PP&P: What are pharmacy’s documentation responsibilities surrounding waste management?
Smith:
It is very important that pharmacy document the process for determining which pharmaceuticals become hazardous waste. This documentation must include the references used during their analysis. If they are using an outside firm, the thirdparty should have that documentation available. In terms of documenting the amount of generated waste, pharmacy typically coordinates with the safety department. If you generate more than 2.2 pounds of P-listed waste within a calendar month, your organization will be designated a large waste generator (LQG). So the safety department may ask pharmacy and nursing to document how much P-listed hazardous waste they are generating per month. Small waste generators have significant documentation burdens, because they must continue to document P-listed waste generation monthly to be sure they retain their small quantity status. If the monthly amount exceeds the 2.2-pound limit, they become a large quantity generator for that month. Once they have met those requirements, it makes more sense to remain an LQG. Except for this issue, the pharmacy doesn’t have too many documentation requirements beyond the initial development of the waste management plan.
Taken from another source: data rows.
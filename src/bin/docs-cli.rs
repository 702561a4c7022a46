use clap::{Parser, Subcommand};
use serde_json::Value;

#[derive(Parser)]
#[command(name = "docs-cli")]
#[command(about = "Fetch and check API documents served by docs-server", long_about = None)]
struct Cli {
    /// Base URL of the server.
    #[arg(short, long, default_value = "http://localhost:3000")]
    url: String,

    /// JSON definition path.
    #[arg(long, default_value = "/swagger-json")]
    json_path: String,

    /// YAML definition path.
    #[arg(long, default_value = "/swagger-yaml")]
    yaml_path: String,

    #[command(subcommand)]
    command: Commands,
}

#[derive(Subcommand)]
enum Commands {
    /// Print the JSON definition
    Json,
    /// Print the YAML definition
    Yaml,
    /// Check that the JSON and YAML definitions describe the same document
    Check,
}

#[tokio::main]
async fn main() -> Result<(), Box<dyn std::error::Error>> {
    let cli = Cli::parse();
    let client = reqwest::Client::new();

    match cli.command {
        Commands::Json => {
            let body = fetch(&client, &cli.url, &cli.json_path).await?;
            let value: Value = serde_json::from_str(&body)?;
            println!("{}", serde_json::to_string_pretty(&value)?);
        }
        Commands::Yaml => {
            print!("{}", fetch(&client, &cli.url, &cli.yaml_path).await?);
        }
        Commands::Check => {
            let json: Value = serde_json::from_str(&fetch(&client, &cli.url, &cli.json_path).await?)?;
            let yaml: Value = serde_yaml::from_str(&fetch(&client, &cli.url, &cli.yaml_path).await?)?;
            if json == yaml {
                println!("OK: JSON and YAML definitions match");
            } else {
                eprintln!("MISMATCH: JSON and YAML definitions differ");
                std::process::exit(1);
            }
        }
    }

    Ok(())
}

async fn fetch(client: &reqwest::Client, base: &str, path: &str) -> Result<String, Box<dyn std::error::Error>> {
    let url = format!("{}{}", base.trim_end_matches('/'), path);
    let res = client.get(&url).send().await?;
    let status = res.status();
    let body = res.text().await?;
    if !status.is_success() {
        return Err(format!("GET {} returned {}: {}", url, status, body).into());
    }
    Ok(body)
}

use std::collections::HashSet;

use crate::{PlacedTile, Tile, TileId};
use super::{
    bag::{draw_tiles, shuffle_bag},
    score::{duplicate_tiles, score_move},
    Action,
    ActionResult,
    GameState,
    IllegalReason,
    IllegalReasonCode,
    Move,
    PlayerToMove,
};

/// Apply `action` to `state`.
///
/// Every reason the action is illegal is reported; in that case the returned
/// state is `state` unchanged.
pub fn handle_action(state: &GameState, action: &Action) -> ActionResult<GameState> {
    let tray = state.tray(action.player());
    let mov = match action {
        Action::ReorderTrayTiles { player, tray } => return reorder_tray(state, *player, tray),
        Action::Pass { player } => Move::Pass { player: *player },
        Action::ExchangeTiles { player, tiles } => Move::ExchangeTiles { player: *player, tiles: tiles.clone() },
        Action::PlayWord { player, tiles } => Move::PlayWord { player: *player, tiles: as_in_tray(tray, tiles) },
    };
    let player = mov.player();
    let kind = mov.kind();

    let mut illegal_reasons = vec![];
    if !state.player_to_move.is(player) {
        illegal_reasons.push(IllegalReason::new(
            IllegalReasonCode::MoveNotInTurn,
            format!("Cannot {} when it is not your turn", kind),
        ));
    }

    let ids = mov.tile_ids();
    if !ids.iter().all(|id| tray.iter().any(|t| t.id == *id)) {
        illegal_reasons.push(IllegalReason::new(
            IllegalReasonCode::TileNotInTray,
            format!("Cannot {} with tile that is not in your tray", kind),
        ));
    }

    let scored = score_move(state, &mov);
    illegal_reasons.extend(scored.illegal_reasons.iter().cloned());

    if !illegal_reasons.is_empty() {
        log::debug!("rejected {} from player {}: {:?}", kind, player, illegal_reasons);
        return ActionResult { new_state: state.clone(), illegal_reasons };
    }

    let mut new_state = state.clone();
    let used: HashSet<TileId> = ids.into_iter().collect();
    match &mov {
        Move::Pass { .. } => {},
        Move::ExchangeTiles { .. } => {
            let returned = tray.iter().filter(|t| used.contains(&t.id)).cloned().collect::<Vec<Tile>>();
            new_state.bag.extend(returned);
            new_state.shuffle_seed = shuffle_bag(&mut new_state.bag, new_state.shuffle_seed);
            remove_from_tray(&mut new_state, player, &used);
            new_state = draw_tiles(new_state);
        },
        Move::PlayWord { .. } => {
            remove_from_tray(&mut new_state, player, &used);
            new_state = draw_tiles(new_state);
        },
    }

    if let Some(score) = new_state.scores.get_mut(player) {
        *score = score.saturating_add(scored.total_score);
    }
    log::debug!("player {} made a {} for {} points", player, kind, scored.total_score);
    new_state.moves.push(scored);

    let finishing = !matches!(mov, Move::Pass { .. })
        && new_state.tray(player).is_empty()
        && new_state.bag.is_empty();
    new_state.player_to_move = if finishing {
        log::info!("game ended after a {} from player {}, scores {:?}", kind, player, new_state.scores);
        PlayerToMove::GameEnded
    } else {
        new_state.player_to_move.advance(new_state.players.len())
    };

    ActionResult { new_state, illegal_reasons }
}

/// The tray's own tiles put where the player chose; only a blank takes the
/// letter it was sent with. Tiles not in the tray are kept as sent.
fn as_in_tray(tray: &[Tile], placed: &[PlacedTile]) -> Vec<PlacedTile> {
    placed.iter()
        .map(|p| match tray.iter().find(|t| t.id == p.id()) {
            Some(own) if own.is_blank => own.clone().with_letter(p.tile.letter).placed_at(p.x, p.y),
            Some(own) => own.clone().placed_at(p.x, p.y),
            None => p.clone(),
        })
        .collect()
}

fn remove_from_tray(state: &mut GameState, player: usize, used: &HashSet<TileId>) {
    if let Some(tray) = state.trays.get_mut(player) {
        tray.retain(|t| !used.contains(&t.id));
    }
}

/// Put the tiles of a tray in another order; does not take a turn
fn reorder_tray(state: &GameState, player: usize, order: &[Tile]) -> ActionResult<GameState> {
    let tray = state.tray(player);
    let ids = order.iter().map(|t| t.id).collect::<Vec<_>>();

    let mut illegal_reasons = duplicate_tiles(&ids);
    let own_tiles = ids.iter()
        .map(|id| tray.iter().find(|t| t.id == *id))
        .collect::<Option<Vec<_>>>();
    if own_tiles.is_none() {
        illegal_reasons.push(IllegalReason::new(
            IllegalReasonCode::TileNotInTray,
            "Cannot reorder tiles in tray with tile that is not in your tray",
        ));
    }
    if ids.len() != tray.len() {
        illegal_reasons.push(IllegalReason::new(
            IllegalReasonCode::TileReorderTrayNotComplete,
            "Cannot reorder tiles without all tiles in tray",
        ));
    }

    let mut new_state = state.clone();
    match own_tiles {
        Some(own_tiles) if illegal_reasons.is_empty() => {
            let reordered = own_tiles.into_iter().cloned().collect();
            if let Some(t) = new_state.trays.get_mut(player) {
                *t = reordered;
            }
        },
        _ => log::debug!("rejected tray reorder from player {}: {:?}", player, illegal_reasons),
    }
    ActionResult { new_state, illegal_reasons }
}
PP&P: What hazardous waste storage issues should pharmacy keep in mind when seeking EPA compliance?
Smith:
It’s important to have satellite accumulation in the pharmacy. Some pharmacies are designated as storage accumulation areas, but there are a lot of additional rules for a storage accumulation area, which is typically in the basement in a locked, restricted-entry, fire-safe room. So, ideally, pharmacy is a satellite accumulation area, equipped with the right containers. To ensure proper storage of waste, pharmacy should also inspect their containers for leakage on a weekly basis.
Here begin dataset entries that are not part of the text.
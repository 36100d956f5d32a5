
use std::collections::HashMap;
use std::fmt;
use std::sync::Arc;

use serde::{Deserialize, Serialize};

use super::{Position, WordSet, BLANK_LETTER};

/// A multiplier attached to a square of the board
#[derive(Debug, Copy, Clone, PartialEq, Eq, Hash, Serialize, Deserialize)]
#[serde(tag = "bonusType", content = "multiplier", rename_all = "camelCase")]
pub enum CellBonus {
    /// Multiplies the value of the tile placed on the square
    Letter(u32),
    /// Multiplies the value of every word going through the square
    Word(u32),
}

pub trait BoardBonus: Send + Sync {
    fn bonus_at(&self, position: Position) -> Option<CellBonus>;
}

pub trait LetterScoring: Sync {
    fn score_for(&self, letter: char) -> u32;
}

pub struct NoBonus;
impl BoardBonus for NoBonus {
    fn bonus_at(&self, _position: Position) -> Option<CellBonus> {
        None
    }
}

/// Bonuses listed square by square
#[derive(Debug, Clone, Default)]
pub struct BonusMap(pub HashMap<Position, CellBonus>);

impl BonusMap {
    pub fn with(mut self, x: i32, y: i32, bonus: CellBonus) -> Self {
        self.0.insert(Position { x, y }, bonus);
        self
    }
}

impl BoardBonus for BonusMap {
    fn bonus_at(&self, position: Position) -> Option<CellBonus> {
        self.0.get(&position).copied()
    }
}

pub const CLASSIC_BOARD_SIZE: i32 = 15;

/// The usual 15×15 layout of bonus squares
pub struct ClassicBonus;
impl BoardBonus for ClassicBonus {
    fn bonus_at(&self, position: Position) -> Option<CellBonus> {
        let Position { x, y } = position;

        if x < 0 || y < 0 || x >= CLASSIC_BOARD_SIZE || y >= CLASSIC_BOARD_SIZE {
            log::error!("index for bonus is out of board: {:?}", position);
            return None;
        }

        fn fold_half(a: i32) -> i32 {
            (a - CLASSIC_BOARD_SIZE / 2).abs()
        }

        // use the fact the bonus are symetrical from center
        let x = fold_half(x);
        let y = fold_half(y);

        match (x, y) {
            | (7, 0) | (0, 7)
            | (7, 7) => Some(CellBonus::Word(3)),

            | (1, 1)
            | (4, 0) | (0, 4)
            | (5, 1) | (1, 5)
            | (7, 4) | (4, 7) => Some(CellBonus::Letter(2)),

            | (2, 2)
            | (6, 2) | (2, 6) => Some(CellBonus::Letter(3)),

            (x, y) if x == y => Some(CellBonus::Word(2)),

            _ => None,
        }
    }
}

pub struct EnglishScrabbleScoring;
impl LetterScoring for EnglishScrabbleScoring {
    fn score_for(&self, letter: char) -> u32 {
        match letter.to_ascii_lowercase() {
            BLANK_LETTER => 0,
            'a' | 'e' | 'i' | 'l' | 'n' | 'o' | 'r' | 's' | 't' | 'u' => 1,
            'd' | 'g' => 2,
            'b' | 'c' | 'm' | 'p' => 3,
            'f' | 'h' | 'v' | 'w' | 'y' => 4,
            'k' => 5,
            'j' | 'x' => 8,
            'q' | 'z' => 10,
            l => {
                log::warn!("unrecognized letter for score {:?}", l);
                0
            },
        }
    }
}

/// The plain-data part of the rules of a game.
///
/// This is what gets stored with a game: the bonus layout and the word list
/// are not stored, only the names they are resolved from.
#[derive(Debug, Clone, PartialEq, Eq, Serialize, Deserialize)]
#[serde(default, rename_all = "camelCase")]
pub struct RuleSettings {
    /// The rules provider these settings belong to
    pub name: String,
    /// The word list the game is played with
    pub word_set_name: String,
    pub width: i32,
    pub height: i32,
    pub tray_size: usize,
    /// Extra points for a move using at least `tray_size` tiles
    pub bingo_bonus: u32,
    pub accept_invalid_words: bool,
    pub allow_overwrite: bool,
}

impl Default for RuleSettings {
    fn default() -> Self {
        Self {
            name: String::new(),
            word_set_name: String::new(),
            width: CLASSIC_BOARD_SIZE,
            height: CLASSIC_BOARD_SIZE,
            tray_size: 7,
            bingo_bonus: 50,
            accept_invalid_words: false,
            allow_overwrite: false,
        }
    }
}

/// A set of rules that controls the allowed moves and the score, fixed for
/// the whole game
#[derive(Clone)]
pub struct Rules {
    pub settings: RuleSettings,
    pub bonuses: Arc<dyn BoardBonus>,
    pub words: Arc<dyn WordSet>,
}

impl Rules {
    pub fn new(settings: RuleSettings, bonuses: Arc<dyn BoardBonus>, words: Arc<dyn WordSet>) -> Self {
        Self { settings, bonuses, words }
    }

    pub fn width(&self) -> i32 {
        self.settings.width
    }
    pub fn height(&self) -> i32 {
        self.settings.height
    }
    pub fn tray_size(&self) -> usize {
        self.settings.tray_size
    }

    pub fn on_board(&self, pos: Position) -> bool {
        pos.x >= 0 && pos.y >= 0 && pos.x < self.width() && pos.y < self.height()
    }

    /// The square the first word has to cover
    pub fn center(&self) -> Position {
        Position { x: self.width() / 2, y: self.height() / 2 }
    }

    pub fn cell_bonus(&self, pos: Position) -> Option<CellBonus> {
        if self.on_board(pos) {
            self.bonuses.bonus_at(pos)
        } else {
            None
        }
    }

    pub fn is_valid_word(&self, word: &str) -> bool {
        self.words.contains(word)
    }
}

// the bonus layout and the word list are opaque, only the settings are compared
impl PartialEq for Rules {
    fn eq(&self, other: &Self) -> bool {
        self.settings == other.settings
    }
}

impl fmt::Debug for Rules {
    fn fmt(&self, f: &mut fmt::Formatter) -> fmt::Result {
        f.debug_struct("Rules").field("settings", &self.settings).finish()
    }
}


#[test]
fn classic_bonus_layout() {
    let b = ClassicBonus;
    let at = |x, y| b.bonus_at(Position { x, y });

    for &(x, y) in &[(0, 0), (7, 0), (14, 0), (0, 7), (14, 7), (0, 14), (7, 14), (14, 14)] {
        assert_eq!(at(x, y), Some(CellBonus::Word(3)), "({}, {})", x, y);
    }
    for &(x, y) in &[(5, 1), (9, 1), (1, 5), (5, 5), (9, 5), (13, 5), (1, 9), (5, 9), (9, 9), (13, 9), (5, 13), (9, 13)] {
        assert_eq!(at(x, y), Some(CellBonus::Letter(3)), "({}, {})", x, y);
    }
    for n in 1..=4 {
        for &(x, y) in &[(n, n), (14 - n, n), (n, 14 - n), (14 - n, 14 - n)] {
            assert_eq!(at(x, y), Some(CellBonus::Word(2)), "({}, {})", x, y);
        }
    }
    assert_eq!(at(7, 7), Some(CellBonus::Word(2)));
    let double_letters = [
        (3, 0), (11, 0), (0, 3), (6, 2), (7, 3), (8, 2), (14, 3), (2, 6),
        (3, 7), (2, 8), (12, 6), (11, 7), (12, 8), (6, 6), (8, 6), (6, 8),
        (8, 8), (0, 11), (6, 12), (7, 11), (8, 12), (14, 11), (3, 14), (11, 14),
    ];
    for &(x, y) in double_letters.iter() {
        assert_eq!(at(x, y), Some(CellBonus::Letter(2)), "({}, {})", x, y);
    }

    let bonus_count = (0..15).flat_map(|x| (0..15).map(move |y| (x, y)))
        .filter(|&(x, y)| at(x, y).is_some())
        .count();
    // 8 triple words, 17 double words, 12 triple letters, 24 double letters
    assert_eq!(bonus_count, 61);
    assert_eq!(at(15, 3), None);
}

#[test]
fn english_letter_scores() {
    let s = EnglishScrabbleScoring;
    assert_eq!(s.score_for('e'), 1);
    assert_eq!(s.score_for('P'), 3);
    assert_eq!(s.score_for('k'), 5);
    assert_eq!(s.score_for('z'), 10);
    assert_eq!(s.score_for(BLANK_LETTER), 0);
}

#[test]
fn settings_missing_fields_take_classic_defaults() {
    let settings: RuleSettings = serde_json::from_str(r#"{"name": "Original", "acceptInvalidWords": true}"#).unwrap();
    assert_eq!(settings, RuleSettings {
        name: "Original".to_owned(),
        accept_invalid_words: true,
        ..RuleSettings::default()
    });
}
PP&P: What kind of hazardous drug spillmanagement policy should pharmacy put in place?
Smith:
A maximum spill amount, such as 5, 10, or 30 mL, that pharmacy is expected to clean up should be established. Furthermore, spill kits that include personal protective equipment should be available in the pharmacy, and the entire pharmacy staff should be actively trained on the spill procedure. I recommend training demonstrations using water. Pour out an amount of water equaling your established maximum spill so that everyone can see what it looks like. Your hazardous material response team should also be trained on your procedure. In addition, define the spill quantity at which it is prudent to call in the facility hazardous material response team or the fire department’s hazmat team. Keep in mind that fire department intervention is expensive and disruptive. So be sure to set the respective limits at appropriate levels.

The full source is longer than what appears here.